TASK TO CARRY OUT:
Find the line with "pub fn iter(&self) -> impl Iterator<Item = &KeyEntry>" and the line with "for one key." in the entries below; output exactly those two lines, every line between them, and no others.

Stored dataset items:
____

/// Validated, fixed-size key table. Order is the configured order.
#[derive(Debug, Clone, PartialEq, Eq)]
pub struct KeyTable {
    entries: Vec<KeyEntry>,
}

impl KeyTable {
    /// Build from the comma-separated `api_keys` and `api_limits` strings.
    ///
    /// Limits may be blank (default for every key), a single value (applied
    /// to every key), or exactly one value per key.
    pub fn build(keys: &str, limits: &str) -> Result<Self> {
        if keys.trim().is_empty() {
            return Err(PvcastError::NoApiKeys);
        }

        let mut parsed: Vec<ApiKey> = Vec::new();
        for (index, raw) in keys.split(',').enumerate() {
            let raw = raw.trim();
            if raw.is_empty() || raw.chars().any(char::is_whitespace) {
                return Err(PvcastError::MalformedApiKey { position: index + 1 });
            }
            let key = ApiKey::new(raw);
            if is_site_id(raw) {
                return Err(PvcastError::ApiKeyLooksLikeSite {
                    key: key.redacted(),
                });
            }
            if parsed.contains(&key) {
                return Err(PvcastError::DuplicateApiKey {
                    key: key.redacted(),
                });
            }
            parsed.push(key);
        }

        let limits = parse_limits(limits, parsed.len())?;

        Ok(Self {
            entries: parsed
                .into_iter()
                .zip(limits)
                .map(|(key, limit)| KeyEntry { key, limit })
                .collect(),
        })
    }

    #[must_use]
    pub fn len(&self) -> usize {
        self.entries.len()
    }

    #[must_use]
    pub fn is_empty(&self) -> bool {
        self.entries.is_empty()
    }

    pub fn iter(&self) -> impl Iterator<Item = &KeyEntry> {
        self.entries.iter()
    }

    #[must_use]
    pub fn get(&self, index: usize) -> Option<&KeyEntry> {
        self.entries.get(index)
    }

    /// Index of the key with the given fingerprint.
    #[must_use]
    pub fn position(&self, fingerprint: &str) -> Option<usize> {
        self.entries
            .iter()
            .position(|e| e.key.fingerprint() == fingerprint)
    }

    #[must_use]
    pub fn total_limit(&self) -> u32 {
        self.entries.iter().map(|e| e.limit).fold(0, u32::saturating_add)
    }
}

fn parse_limits(input: &str, key_count: usize) -> Result<Vec<u32>> {
    if input.trim().is_empty() {
        return Ok(vec![DEFAULT_API_LIMIT; key_count]);
    }

    let mut values = Vec::new();
    for raw in input.split(',') {
        let raw = raw.trim();
        let value: i64 = raw.parse().map_err(|_| PvcastError::ApiLimitNotNumber {
            value: raw.to_string(),
        })?;
        if value < 1 {
            return Err(PvcastError::ApiLimitTooSmall { value });
        }
        values.push(u32::try_from(value).unwrap_or(u32::MAX));
    }

    match values.len() {
        1 => Ok(vec![values[0]; key_count]),
        n if n == key_count => Ok(values),
        n => Err(PvcastError::ApiLimitCountMismatch {
            limits: n,
            keys: key_count,
        }),
    }
}

// =============================================================================
// Usage
// =============================================================================

/// Usage counters for one key.
#[derive(Debug, Clone, PartialEq, Eq, Serialize, Deserialize)]
pub struct KeyUsage {
    pub daily_limit: u32,
    pub daily_limit_consumed: u32,
    /// Start of the quota day the counter belongs to.
    pub reset: DateTime<Utc>,
}

impl KeyUsage {
    #[must_use]
    pub const fn remaining(&self) -> u32 {
        self.daily_limit.saturating_sub(self.daily_limit_consumed)
    }

    #[must_use]
    pub const fn is_exhausted(&self) -> bool {
        self.daily_limit_consumed >= self.daily_limit
    }
}

// =============================================================================
// Quota Tracker
// =============================================================================

/// Per-key daily counters, in configured key order.
#[derive(Debug, Clone)]
pub struct QuotaTracker {
    keys: Vec<ApiKey>,
    usage: Vec<KeyUsage>,
    reset_tz: Tz,
}

impl QuotaTracker {
    /// Fresh counters for every key.
    #[must_use]
    pub fn new(table: &KeyTable, reset_tz: Tz, now: DateTime<Utc>) -> Self {
        Self::restore(table, reset_tz, None, now)
    }

    /// Counters restored from a usage document. Configured limits win over
    /// persisted ones; keys absent from the document start at zero.
    #[must_use]
    pub fn restore(
        table: &KeyTable,
        reset_tz: Tz,
        doc: Option<&UsageDocument>,
        now: DateTime<Utc>,
    ) -> Self {
        let day_start = local_day_start(now, reset_tz);
        let mut keys = Vec::with_capacity(table.len());
        let mut usage = Vec::with_capacity(table.len());

        for entry in table.iter() {
            let fingerprint = entry.key.fingerprint();
            let restored = doc.and_then(|d| d.keys.get(&fingerprint));
            let record = match restored {
                Some(saved) => {
                    if saved.daily_limit != entry.limit {
                        tracing::info!(
                            key = %entry.key,
                            from = saved.daily_limit,
                            to = entry.limit,
                            "API limit changed"
                        );
                    }
                    KeyUsage {
                        daily_limit: entry.limit,
                        daily_limit_consumed: saved.daily_limit_consumed,
                        reset: saved.reset,
                    }
                }
                None => KeyUsage {
                    daily_limit: entry.limit,
                    daily_limit_consumed: 0,
                    reset: day_start,
                },
            };
            keys.push(entry.key.clone());
            usage.push(record);
        }

        Self {
            keys,
            usage,
            reset_tz,
        }
    }

    /// Consume one call for `key` if it has quota left.
    pub fn reserve(&mut self, key: &ApiKey) -> bool {
        self.keys
            .iter()
            .position(|k| k == key)
            .is_some_and(|index| self.reserve_index(index))
    }

    fn reserve_index(&mut self, index: usize) -> bool {
        let Some(usage) = self.usage.get_mut(index) else {
            return false;
        };
        if usage.is_exhausted() {
            return false;
        }
        usage.daily_limit_consumed += 1;
        true
    }

    /// Reserve on the preferred key, else the first key in configured order
    /// with quota left. Returns the index of the key charged.
    pub fn reserve_any(&mut self, preferred: Option<usize>) -> Option<usize> {
        let order = preferred
            .into_iter()
            .chain((0..self.keys.len()).filter(move |i| Some(*i) != preferred));
        for index in order.collect::<Vec<_>>() {
            if self.reserve_index(index) {
                return Some(index);
            }
        }
        None
    }

    /// Zero every counter whose quota day has passed. Returns true if any reset.
    pub fn reset_if_new_day(&mut self, now: DateTime<Utc>) -> bool {
        let today = local_date(now, self.reset_tz);
        let day_start = local_day_start(now, self.reset_tz);
        let mut reset_any = false;

        for (key, usage) in self.keys.iter().zip(self.usage.iter_mut()) {
            if local_date(usage.reset, self.reset_tz) < today {
                tracing::info!(key = %key, consumed = usage.daily_limit_consumed, "Resetting API usage");
                usage.daily_limit_consumed = 0;
                usage.reset = day_start;
                reset_any = true;
            }
        }

        if !reset_any {
            tracing::debug!("Usage cache is fresh, so not resetting");
        }
        reset_any
    }

    /// Next quota-day boundary after `now`.
    #[must_use]
    pub fn next_reset(&self, now: DateTime<Utc>) -> DateTime<Utc> {
        let today: NaiveDate = local_date(now, self.reset_tz);
        local_midnight(today.succ_opt().unwrap_or(today), self.reset_tz)
    }

    #[must_use]
    pub fn key(&self, index: usize) -> Option<&ApiKey> {
        self.keys.get(index)
    }

    #[must_use]
    pub fn usage(&self, index: usize) -> Option<&KeyUsage> {
        self.usage.get(index)
    }

    #[must_use]
    pub fn is_exhausted(&self, index: usize) -> bool {
        self.usage.get(index).is_none_or(KeyUsage::is_exhausted)
    }

    #[must_use]
    pub fn all_exhausted(&self) -> bool {
        self.usage.iter().all(KeyUsage::is_exhausted)
    }

    #[must_use]
    pub fn used_total(&self) -> u32 {
        self.usage.iter().map(|u| u.daily_limit_consumed).fold(0, u32::saturating_add)
    }

    #[must_use]
    pub fn limit_total(&self) -> u32 {
        self.usage.iter().map(|u| u.daily_limit).fold(0, u32::saturating_add)
    }

    #[must_use]
    pub const fn reset_timezone(&self) -> Tz {
        self.reset_tz
    }

    /// Persistable form, keyed by fingerprint.
    #[must_use]
    pub fn to_document(&self) -> UsageDocument {
        UsageDocument {
            keys: self
                .keys
                .iter()
                .zip(&self.usage)
                .map(|(k, u)| (k.fingerprint(), u.clone()))
                .collect(),
            ..UsageDocument::default()
        }
    }
}
//! Site registry and orientation advisor.

use std::collections::BTreeMap;
use std::sync::LazyLock;

use regex::Regex;
use serde::Serialize;

use crate::core::models::{Hemisphere, Site};
use crate::error::{PvcastError, Result};

static SITE_ID_RE: LazyLock<Regex> = LazyLock::new(|| {
    Regex::new(r"(?i)^[0-9a-f]{4}(-[0-9a-f]{4}){3}$").expect("valid site id regex")
});

/// Whether `s` has the shape of a rooftop site resource id.
#[must_use]
pub fn is_site_id(s: &str) -> bool {
    SITE_ID_RE.is_match(s.trim())
}

/// Non-blocking notice that a site's azimuth looks mirrored.
#[derive(Debug, Clone, PartialEq, Serialize)]
pub struct OrientationAdvisory {
    pub site: String,
    pub name: String,
    pub hemisphere: Hemisphere,
    pub azimuth: f64,
    pub proposed: f64,
}

/// Counts from merging one key's metadata response.
#[derive(Debug, Clone, Copy, Default, PartialEq, Eq)]
pub struct MergeSummary {
    pub added: usize,
    pub updated: usize,
    pub stale: usize,
}

/// In-memory catalog of known sites, keyed by resource id.
#[derive(Debug, Clone, Default)]
pub struct SiteRegistry {
    sites: BTreeMap<String, Site>,
}

impl SiteRegistry {
    #[must_use]
    pub fn new() -> Self {
        Self::default()
    }

    #[must_use]
    pub fn from_cached(sites: Vec<Site>) -> Self {
        Self {
            sites: sites
                .into_iter()
                .map(|s| (s.resource_id.clone(), s))
                .collect(),
        }
    }

    /// Rebuild the sites owned by one key from a fresh metadata response.
    ///
    /// Cached sites of that key missing from the response are kept and
    /// flagged stale. Exclusion and acknowledgement survive the rebuild.
    pub fn merge_key_sites(&mut self, fingerprint: &str, fetched: Vec<Site>) -> MergeSummary {
        let mut summary = MergeSummary::default();
        let fetched_ids: Vec<String> = fetched.iter().map(|s| s.resource_id.clone()).collect();

        for mut site in fetched {
            site.key_fingerprint = fingerprint.to_string();
            site.stale = false;
            match self.sites.get(&site.resource_id) {
                Some(existing) => {
                    site.excluded = existing.excluded;
                    site.acknowledged_azimuth = existing.acknowledged_azimuth;
                    summary.updated += 1;
                }
                None => summary.added += 1,
            }
            self.sites.insert(site.resource_id.clone(), site);
        }

        for site in self.sites.values_mut() {
            if site.key_fingerprint == fingerprint && !fetched_ids.contains(&site.resource_id) {
                if !site.stale {
                    tracing::warn!(site = %site.resource_id, "Site missing from provider response, keeping cached metadata");
                }
                site.stale = true;
                summary.stale += 1;
            }
        }

        summary
    }

    /// Drop sites whose owning key is no longer configured.
    pub fn retain_keys(&mut self, fingerprints: &[String]) -> Vec<String> {
        let removed: Vec<String> = self
            .sites
            .values()
            .filter(|s| !fingerprints.contains(&s.key_fingerprint))
            .map(|s| s.resource_id.clone())
            .collect();
        for id in &removed {
            tracing::info!(site = %id, "Removing site of unconfigured API key");
            self.sites.remove(id);
        }
        removed
    }

    /// Set exclusion flags from the configured excluded list.
    pub fn apply_exclusions(&mut self, excluded: &[String]) {
        for site in self.sites.values_mut() {
            site.excluded = excluded
                .iter()
                .any(|e| e.eq_ignore_ascii_case(&site.resource_id));
        }
    }

    #[must_use]
    pub fn get(&self, id: &str) -> Option<&Site> {
        self.sites.get(id)
    }

    #[must_use]
    pub fn contains(&self, id: &str) -> bool {
        self.sites.contains_key(id)
    }

    pub fn iter(&self) -> impl Iterator<Item = &Site> {
        self.sites.values()
    }

    #[must_use]
    pub fn ids(&self) -> Vec<String> {
        self.sites.keys().cloned().collect()
    }

    #[must_use]
    pub fn len(&self) -> usize {
        self.sites.len()
    }

    #[must_use]
    pub fn is_empty(&self) -> bool {
        self.sites.is_empty()
    }

    #[must_use]
    pub fn to_vec(&self) -> Vec<Site> {
        self.sites.values().cloned().collect()
    }

    /// Orientation advisories not yet acknowledged.
    #[must_use]
    pub fn advisories(&self) -> Vec<OrientationAdvisory> {
        self.sites.values().filter_map(check_orientation).collect()
    }

    /// Suppress the advisory for the site's current azimuth.
    pub fn acknowledge(&mut self, id: &str) -> Result<f64> {
        let site = self
            .sites
            .get_mut(id)
            .ok_or_else(|| PvcastError::UnknownSite(id.to_string()))?;
        site.acknowledged_azimuth = Some(site.azimuth);
        Ok(site.azimuth)
    }
}

/// Advisory for a site whose azimuth faces away from the equator.
///
/// Azimuth convention: 0 faces north, positive toward west, +/-180 faces south.
#[must_use]
pub fn check_orientation(site: &Site) -> Option<OrientationAdvisory> {
    if site.acknowledged_azimuth == Some(site.azimuth) {
        return None;
    }

    let hemisphere = site.hemisphere();
    let magnitude = site.azimuth.abs();
    let suspicious = match hemisphere {
        Hemisphere::Northern => magnitude < 90.0,
        Hemisphere::Southern => magnitude > 90.0,
    };
    if !suspicious {
        return None;
    }

    let mirrored = 180.0 - magnitude;
    let proposed = if site.azimuth < 0.0 { -mirrored } else { mirrored };

    Some(OrientationAdvisory {
        site: site.resource_id.clone(),
        name: site.name.clone(),
        hemisphere,
        azimuth: site.azimuth,
        proposed,
    })
}

#[cfg(test)]
mod tests {
    use super::*;
    use crate::test_utils::make_test_site;

    fn site_at(id: &str, latitude: f64, azimuth: f64) -> Site {
        Site {
            latitude,
            azimuth,
            ..make_test_site(id)
        }
    }

    #[test]
    fn site_id_shape() {
        assert!(is_site_id("1234-abcd-5678-ef90"));
        assert!(is_site_id("1234-ABCD-5678-EF90"));
        assert!(!is_site_id("1234-abcd-5678"));
        assert!(!is_site_id("zzzz-abcd-5678-ef90"));
        assert!(!is_site_id("some-api-key-value"));
    }

    #[test]
    fn northern_site_facing_north_gets_advisory() {
        let advisory = check_orientation(&site_at("1111-1111-1111-1111", 51.5, 30.0)).unwrap();
        assert_eq!(advisory.hemisphere, Hemisphere::Northern);
        assert_eq!(advisory.proposed, 150.0);

        let advisory = check_orientation(&site_at("1111-1111-1111-1111", 51.5, -10.0)).unwrap();
        assert_eq!(advisory.proposed, -170.0);

        assert!(check_orientation(&site_at("1111-1111-1111-1111", 51.5, 180.0)).is_none());
    }

    #[test]
    fn southern_site_facing_south_gets_advisory() {
        let advisory = check_orientation(&site_at("2222-2222-2222-2222", -33.8, 170.0)).unwrap();
        assert_eq!(advisory.hemisphere, Hemisphere::Southern);
        assert_eq!(advisory.proposed, 10.0);
        assert!(check_orientation(&site_at("2222-2222-2222-2222", -33.8, 0.0)).is_none());
    }

    #[test]
    fn acknowledgement_is_per_azimuth() {
        let mut registry = SiteRegistry::from_cached(vec![site_at("3333-3333-3333-3333", -33.8, 170.0)]);
        assert_eq!(registry.advisories().len(), 1);

        registry.acknowledge("3333-3333-3333-3333").unwrap();
        assert!(registry.advisories().is_empty());

        // A changed azimuth raises the advisory again
        let mut moved = registry.get("3333-3333-3333-3333").unwrap().clone();
        moved.azimuth = 160.0;
        registry.merge_key_sites(&moved.key_fingerprint.clone(), vec![moved]);
        assert_eq!(registry.advisories().len(), 1);

        assert!(matches!(
            registry.acknowledge("9999-9999-9999-9999"),
            Err(PvcastError::UnknownSite(_))
        ));
    }

    #[test]
    fn missing_sites_become_stale_not_deleted() {
        let a = make_test_site("aaaa-0000-0000-0001");
        let b = make_test_site("aaaa-0000-0000-0002");
        let fp = a.key_fingerprint.clone();
        let mut registry = SiteRegistry::from_cached(vec![a.clone(), b]);
        registry.apply_exclusions(&["aaaa-0000-0000-0001".to_string()]);

        let summary = registry.merge_key_sites(&fp, vec![a]);
        assert_eq!(summary, MergeSummary { added: 0, updated: 1, stale: 1 });
        assert_eq!(registry.len(), 2);
        assert!(registry.get("aaaa-0000-0000-0002").unwrap().stale);
        assert!(registry.get("aaaa-0000-0000-0001").unwrap().excluded);
    }

    #[test]
    fn retain_keys_drops_orphans() {
        let mut orphan = make_test_site("bbbb-0000-0000-0001");
        orphan.key_fingerprint = "0000000000000000".to_string();
        let kept = make_test_site("bbbb-0000-0000-0002");
        let fp = kept.key_fingerprint.clone();
        let mut registry = SiteRegistry::from_cached(vec![orphan, kept]);

        let removed = registry.retain_keys(&[fp]);
        assert_eq!(removed, vec!["bbbb-0000-0000-0001".to_string()]);
        assert_eq!(registry.ids(), vec!["bbbb-0000-0000-0002".to_string()]);
    }
}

____

REPLY TO THE TASK:
    pub fn iter(&self) -> impl Iterator<Item = &KeyEntry> {
        self.entries.iter()
    }

    #[must_use]
    pub fn get(&self, index: usize) -> Option<&KeyEntry> {
        self.entries.get(index)
    }

    /// Index of the key with the given fingerprint.
    #[must_use]
    pub fn position(&self, fingerprint: &str) -> Option<usize> {
        self.entries
            .iter()
            .position(|e| e.key.fingerprint() == fingerprint)
    }

    #[must_use]
    pub fn total_limit(&self) -> u32 {
        self.entries.iter().map(|e| e.limit).fold(0, u32::saturating_add)
    }
}

fn parse_limits(input: &str, key_count: usize) -> Result<Vec<u32>> {
    if input.trim().is_empty() {
        return Ok(vec![DEFAULT_API_LIMIT; key_count]);
    }

    let mut values = Vec::new();
    for raw in input.split(',') {
        let raw = raw.trim();
        let value: i64 = raw.parse().map_err(|_| PvcastError::ApiLimitNotNumber {
            value: raw.to_string(),
        })?;
        if value < 1 {
            return Err(PvcastError::ApiLimitTooSmall { value });
        }
        values.push(u32::try_from(value).unwrap_or(u32::MAX));
    }

    match values.len() {
        1 => Ok(vec![values[0]; key_count]),
        n if n == key_count => Ok(values),
        n => Err(PvcastError::ApiLimitCountMismatch {
            limits: n,
            keys: key_count,
        }),
    }
}

// =============================================================================
// Usage
// =============================================================================

/// Usage counters for one key.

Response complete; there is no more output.